This week, the U.S. Navy announced that Lt. j.g. Madeline Swegle has graduated from tactical flight training and is set to become its first known black female fighter pilot.
Swegle completed her final flight in the tactical air program last week and is set to receive her gold wings on July 31, Naval Air Training Command stated.
In a Twitter post celebrating the officer’s historic achievement, Chief of Naval Air Training wrote:
“BZ to Lt. j.g. Madeline Swegle on completing the Tactical Air (Strike) aviator syllabus. Swegle is the @USNavy’s first known Black female TACAIR pilot and will receive her Wings of Gold later this month. HOOYAH!”
“BZ” is short for “Bravo Zulu,” a term used in the Navy for “well done.”
Photos of Swegle standing in front of her T-45C Goshawk training aircraft at the Naval Air Station Kingsville, Texas, were posted in the tweet.

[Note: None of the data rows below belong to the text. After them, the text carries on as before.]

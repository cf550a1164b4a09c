//! Normalized snapshot hashing

use sha2::{Digest, Sha256};

use crate::timeline::ExecutionSnapshot;

/// Content hash of the parts of a snapshot that define program state.
///
/// Covers each frame's `file:line` and each variable's `(name, value)`,
/// with the name qualified by its scope.
/// Order within each category does not affect the result. Timestamps,
/// ids and runtime diagnostics are excluded.
pub fn snapshot_hash(snapshot: &ExecutionSnapshot) -> String {
    let mut frames: Vec<String> = snapshot.call_stack.iter().map(|f| f.location()).collect();
    frames.sort_unstable();

    let mut variables: Vec<(String, String)> = snapshot
        .variables
        .iter()
        .map(|v| (format!("{}:{}", v.scope, v.name), v.value.canonical()))
        .collect();
    variables.sort_unstable();

    let mut hasher = Sha256::new();
    hasher.update(b"frames");
    for frame in &frames {
        update_field(&mut hasher, frame.as_bytes());
    }
    hasher.update(b"variables");
    for (name, value) in &variables {
        update_field(&mut hasher, name.as_bytes());
        update_field(&mut hasher, value.as_bytes());
    }

    format!("{:x}", hasher.finalize())
}

// Length-prefixed so adjacent fields cannot run into each other
fn update_field(hasher: &mut Sha256, bytes: &[u8]) {
    hasher.update((bytes.len() as u64).to_le_bytes());
    hasher.update(bytes);
}

#[cfg(test)]
mod tests {
    use super::*;
    use crate::timeline::{SnapshotDraft, StackFrame, Value, VariableScope, VariableState};

    #[test]
    fn test_hash_ignores_ordering() {
        let a = SnapshotDraft::new()
            .with_frame(StackFrame::new("inner", "a.js", 3))
            .with_frame(StackFrame::new("main", "a.js", 1))
            .with_local("x", 1)
            .with_local("y", "two")
            .into_snapshot(1);
        let b = SnapshotDraft::new()
            .with_frame(StackFrame::new("main", "a.js", 1))
            .with_frame(StackFrame::new("inner", "a.js", 3))
            .with_local("y", "two")
            .with_local("x", 1)
            .into_snapshot(1);

        assert_eq!(snapshot_hash(&a), snapshot_hash(&b));
    }

    #[test]
    fn test_hash_ignores_ids_and_timestamps() {
        let a = SnapshotDraft::new().with_local("x", 1).into_snapshot(1);
        let b = SnapshotDraft::new()
            .with_local("x", 1)
            .with_heap_used(4096)
            .into_snapshot(7);
        assert_ne!(a.id, b.id);
        assert_eq!(snapshot_hash(&a), snapshot_hash(&b));
    }

    #[test]
    fn test_hash_sees_value_changes() {
        let a = SnapshotDraft::new().with_local("x", 1).into_snapshot(1);
        let b = SnapshotDraft::new().with_local("x", 2).into_snapshot(1);
        let c = SnapshotDraft::new()
            .with_local("x", Value::from("1"))
            .into_snapshot(1);

        assert_ne!(snapshot_hash(&a), snapshot_hash(&b));
        assert_ne!(snapshot_hash(&a), snapshot_hash(&c));
    }

    #[test]
    fn test_hash_sees_line_changes() {
        let a = SnapshotDraft::new()
            .with_frame(StackFrame::new("main", "a.js", 1))
            .into_snapshot(1);
        let b = SnapshotDraft::new()
            .with_frame(StackFrame::new("main", "a.js", 2))
            .into_snapshot(1);
        assert_ne!(snapshot_hash(&a), snapshot_hash(&b));
    }

    #[test]
    fn test_hash_keeps_shadowed_names_apart() {
        let shadowed = |global: i64, local: i64| {
            SnapshotDraft::new()
                .with_variable(VariableState::new("n", global).in_scope(VariableScope::Global))
                .with_variable(VariableState::new("n", local))
                .into_snapshot(1)
        };
        assert_eq!(snapshot_hash(&shadowed(1, 2)), snapshot_hash(&shadowed(1, 2)));
        assert_ne!(snapshot_hash(&shadowed(1, 2)), snapshot_hash(&shadowed(2, 1)));
    }
}
//! Configuration loading from layered sources

use crate::config::env_loader::apply_env_overrides;
use crate::config::file_loader::load_from_file;
use crate::config::model::RetraceConfig;
use crate::error::RetraceResult;
use std::path::{Path, PathBuf};

/// Default configuration file name
pub const DEFAULT_CONFIG_FILE: &str = "retrace.toml";

/// Source of configuration data
#[derive(Debug, Clone)]
pub enum ConfigSource {
    /// Configuration from a file; replaces everything loaded before it
    File(PathBuf),
    /// `RETRACE_*` environment variable overrides
    Environment,
}

/// Configuration loader with support for multiple sources
#[derive(Debug, Default)]
pub struct ConfigLoader {
    sources: Vec<ConfigSource>,
}

impl ConfigLoader {
    /// Create a new config loader
    pub fn new() -> Self {
        Self::default()
    }

    /// Add a configuration source
    pub fn add_source(mut self, source: ConfigSource) -> Self {
        self.sources.push(source);
        self
    }

    /// Add a file source
    pub fn with_file<P: AsRef<Path>>(self, path: P) -> Self {
        self.add_source(ConfigSource::File(path.as_ref().to_path_buf()))
    }

    /// Add environment variables source
    pub fn with_env(self) -> Self {
        self.add_source(ConfigSource::Environment)
    }

    /// Load configuration from all sources, in order
    pub fn load(self) -> RetraceResult<RetraceConfig> {
        let mut config = RetraceConfig::default();

        for source in &self.sources {
            match source {
                ConfigSource::File(path) => {
                    tracing::debug!("Loading configuration file {}", path.display());
                    config = load_from_file(path)?;
                }
                ConfigSource::Environment => apply_env_overrides(&mut config)?,
            }
        }

        config.validate()?;
        Ok(config)
    }
}

/// Load configuration: defaults, then the given file (or `retrace.toml` in
/// the working directory), then environment overrides.
pub fn load_config(config_file: Option<&Path>) -> RetraceResult<RetraceConfig> {
    let file = config_file
        .map(Path::to_path_buf)
        .unwrap_or_else(|| PathBuf::from(DEFAULT_CONFIG_FILE));

    ConfigLoader::new().with_file(file).with_env().load()
}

As a graduate of the tactical training program, she is set to move on to Naval flagship fighter jets such as the F/A-18E/F Super Hornet, EA-18G Growlers, and F-35C Lighting II Joint Strike Fighter, Stars and Stripes reported.
Echoing the Navy’s congratulations, Rear Adm. Paula Dunn retweeted the post with some encouragement of her own: “Very proud of LTJG Swegle. Go forth and kick butt.”
Swegle’s historic achievement follows in the footsteps of trailblazers like Rosemary Mariner, who became the first woman to fly tactical jets in the Navy in 1974, according to a Naval biography. She also commanded an air squadron in Operation Desert Storm in 1990. Mariner passed away last year.
Brenda E. Robinson is another maverick in the Navy, who earned her wings in June 1980 and became the first black woman certified for C-1A carrier landings a year later, according to Women in Aviation International.
News of Swegle’s advancement follows the Department of Defense’s action to address race and diversity amidst social division in the nation.
It also follows the cases of two black pilots, a sailor and a Marine, who claimed they were kicked out of the tactical air program for racial reasons, Stars and Stripes reported. An investigation by the Navy found this not to be the case and that they were removed correctly from their squadron but noted they were not treated with “appropriate dignity and respect,” and that they had been given discriminatory call signs.
As a result, in May 2019, commander of Naval Air Forces Vice Adm. DeWolfe Miller ordered reforms to the call sign process and for punitive measures to be taken.